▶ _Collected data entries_
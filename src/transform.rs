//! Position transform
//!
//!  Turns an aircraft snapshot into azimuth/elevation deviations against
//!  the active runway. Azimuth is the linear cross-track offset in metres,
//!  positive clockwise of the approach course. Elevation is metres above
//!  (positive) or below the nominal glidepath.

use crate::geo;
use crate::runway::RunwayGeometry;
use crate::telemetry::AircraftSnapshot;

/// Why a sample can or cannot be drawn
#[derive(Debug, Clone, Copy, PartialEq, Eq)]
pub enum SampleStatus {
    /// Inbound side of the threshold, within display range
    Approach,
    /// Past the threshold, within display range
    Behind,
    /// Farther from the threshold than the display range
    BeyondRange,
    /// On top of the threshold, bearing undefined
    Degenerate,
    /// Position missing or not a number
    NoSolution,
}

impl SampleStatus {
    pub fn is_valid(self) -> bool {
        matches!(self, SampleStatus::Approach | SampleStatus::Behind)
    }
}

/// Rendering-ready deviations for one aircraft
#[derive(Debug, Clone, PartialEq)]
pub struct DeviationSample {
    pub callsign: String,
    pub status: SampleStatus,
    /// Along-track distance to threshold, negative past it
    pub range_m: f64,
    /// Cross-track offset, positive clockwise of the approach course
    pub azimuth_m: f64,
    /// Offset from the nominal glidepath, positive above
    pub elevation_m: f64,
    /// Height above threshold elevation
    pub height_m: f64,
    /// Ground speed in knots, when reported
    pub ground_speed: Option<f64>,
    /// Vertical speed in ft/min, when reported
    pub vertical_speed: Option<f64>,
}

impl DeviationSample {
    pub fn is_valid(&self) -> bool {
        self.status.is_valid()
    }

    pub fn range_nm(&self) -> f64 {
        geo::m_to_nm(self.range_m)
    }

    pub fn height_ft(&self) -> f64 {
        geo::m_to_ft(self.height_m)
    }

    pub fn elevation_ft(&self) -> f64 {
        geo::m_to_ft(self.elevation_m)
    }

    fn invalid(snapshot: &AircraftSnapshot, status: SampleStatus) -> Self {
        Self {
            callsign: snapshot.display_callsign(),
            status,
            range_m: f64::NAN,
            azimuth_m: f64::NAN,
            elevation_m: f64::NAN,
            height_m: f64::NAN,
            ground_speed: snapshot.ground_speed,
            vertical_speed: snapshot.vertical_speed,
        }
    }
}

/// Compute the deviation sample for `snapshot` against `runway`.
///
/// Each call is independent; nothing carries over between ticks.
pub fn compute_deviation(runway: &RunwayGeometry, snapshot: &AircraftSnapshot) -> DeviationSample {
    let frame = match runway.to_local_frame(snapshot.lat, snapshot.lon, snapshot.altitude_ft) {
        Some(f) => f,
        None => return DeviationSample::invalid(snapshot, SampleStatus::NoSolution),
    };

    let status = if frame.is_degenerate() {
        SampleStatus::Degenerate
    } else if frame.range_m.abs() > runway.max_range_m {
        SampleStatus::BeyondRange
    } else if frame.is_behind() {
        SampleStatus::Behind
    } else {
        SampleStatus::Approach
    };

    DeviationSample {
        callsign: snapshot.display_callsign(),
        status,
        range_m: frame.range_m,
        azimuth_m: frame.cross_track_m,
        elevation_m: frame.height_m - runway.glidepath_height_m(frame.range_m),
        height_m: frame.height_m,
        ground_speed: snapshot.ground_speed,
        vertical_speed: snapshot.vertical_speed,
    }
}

▶ _GOAL OF THE EXERCISE_
The full set of entries, copied exactly, is the expected answer.

▶ _RESPONSE_
filename src/transform.rs
//! Position transform
//!
//!  Turns an aircraft snapshot into azimuth/elevation deviations against
//!  the active runway. Azimuth is the linear cross-track offset in metres,
//!  positive clockwise of the approach course. Elevation is metres above
//!  (positive) or below the nominal glidepath.

use crate::geo;
use crate::runway::RunwayGeometry;
use crate::telemetry::AircraftSnapshot;

/// Why a sample can or cannot be drawn
#[derive(Debug, Clone, Copy, PartialEq, Eq)]
pub enum SampleStatus {
    /// Inbound side of the threshold, within display range
    Approach,
    /// Past the threshold, within display range
    Behind,
    /// Farther from the threshold than the display range
    BeyondRange,
    /// On top of the threshold, bearing undefined
    Degenerate,
    /// Position missing or not a number
    NoSolution,
}

impl SampleStatus {
    pub fn is_valid(self) -> bool {
        matches!(self, SampleStatus::Approach | SampleStatus::Behind)
    }
}

/// Rendering-ready deviations for one aircraft
#[derive(Debug, Clone, PartialEq)]
pub struct DeviationSample {
    pub callsign: String,
    pub status: SampleStatus,
    /// Along-track distance to threshold, negative past it
    pub range_m: f64,
    /// Cross-track offset, positive clockwise of the approach course
    pub azimuth_m: f64,
    /// Offset from the nominal glidepath, positive above
    pub elevation_m: f64,
    /// Height above threshold elevation
    pub height_m: f64,
    /// Ground speed in knots, when reported
    pub ground_speed: Option<f64>,
    /// Vertical speed in ft/min, when reported
    pub vertical_speed: Option<f64>,
}

impl DeviationSample {
    pub fn is_valid(&self) -> bool {
        self.status.is_valid()
    }

    pub fn range_nm(&self) -> f64 {
        geo::m_to_nm(self.range_m)
    }

    pub fn height_ft(&self) -> f64 {
        geo::m_to_ft(self.height_m)
    }

    pub fn elevation_ft(&self) -> f64 {
        geo::m_to_ft(self.elevation_m)
    }

    fn invalid(snapshot: &AircraftSnapshot, status: SampleStatus) -> Self {
        Self {
            callsign: snapshot.display_callsign(),
            status,
            range_m: f64::NAN,
            azimuth_m: f64::NAN,
            elevation_m: f64::NAN,
            height_m: f64::NAN,
            ground_speed: snapshot.ground_speed,
            vertical_speed: snapshot.vertical_speed,
        }
    }
}

/// Compute the deviation sample for `snapshot` against `runway`.
///
/// Each call is independent; nothing carries over between ticks.
pub fn compute_deviation(runway: &RunwayGeometry, snapshot: &AircraftSnapshot) -> DeviationSample {
    let frame = match runway.to_local_frame(snapshot.lat, snapshot.lon, snapshot.altitude_ft) {
        Some(f) => f,
        None => return DeviationSample::invalid(snapshot, SampleStatus::NoSolution),
    };

    let status = if frame.is_degenerate() {
        SampleStatus::Degenerate
    } else if frame.range_m.abs() > runway.max_range_m {
        SampleStatus::BeyondRange
    } else if frame.is_behind() {
        SampleStatus::Behind
    } else {
        SampleStatus::Approach
    };

    DeviationSample {
        callsign: snapshot.display_callsign(),
        status,
        range_m: frame.range_m,
        azimuth_m: frame.cross_track_m,
        elevation_m: frame.height_m - runway.glidepath_height_m(frame.range_m),
        height_m: frame.height_m,
        ground_speed: snapshot.ground_speed,
        vertical_speed: snapshot.vertical_speed,
    }
}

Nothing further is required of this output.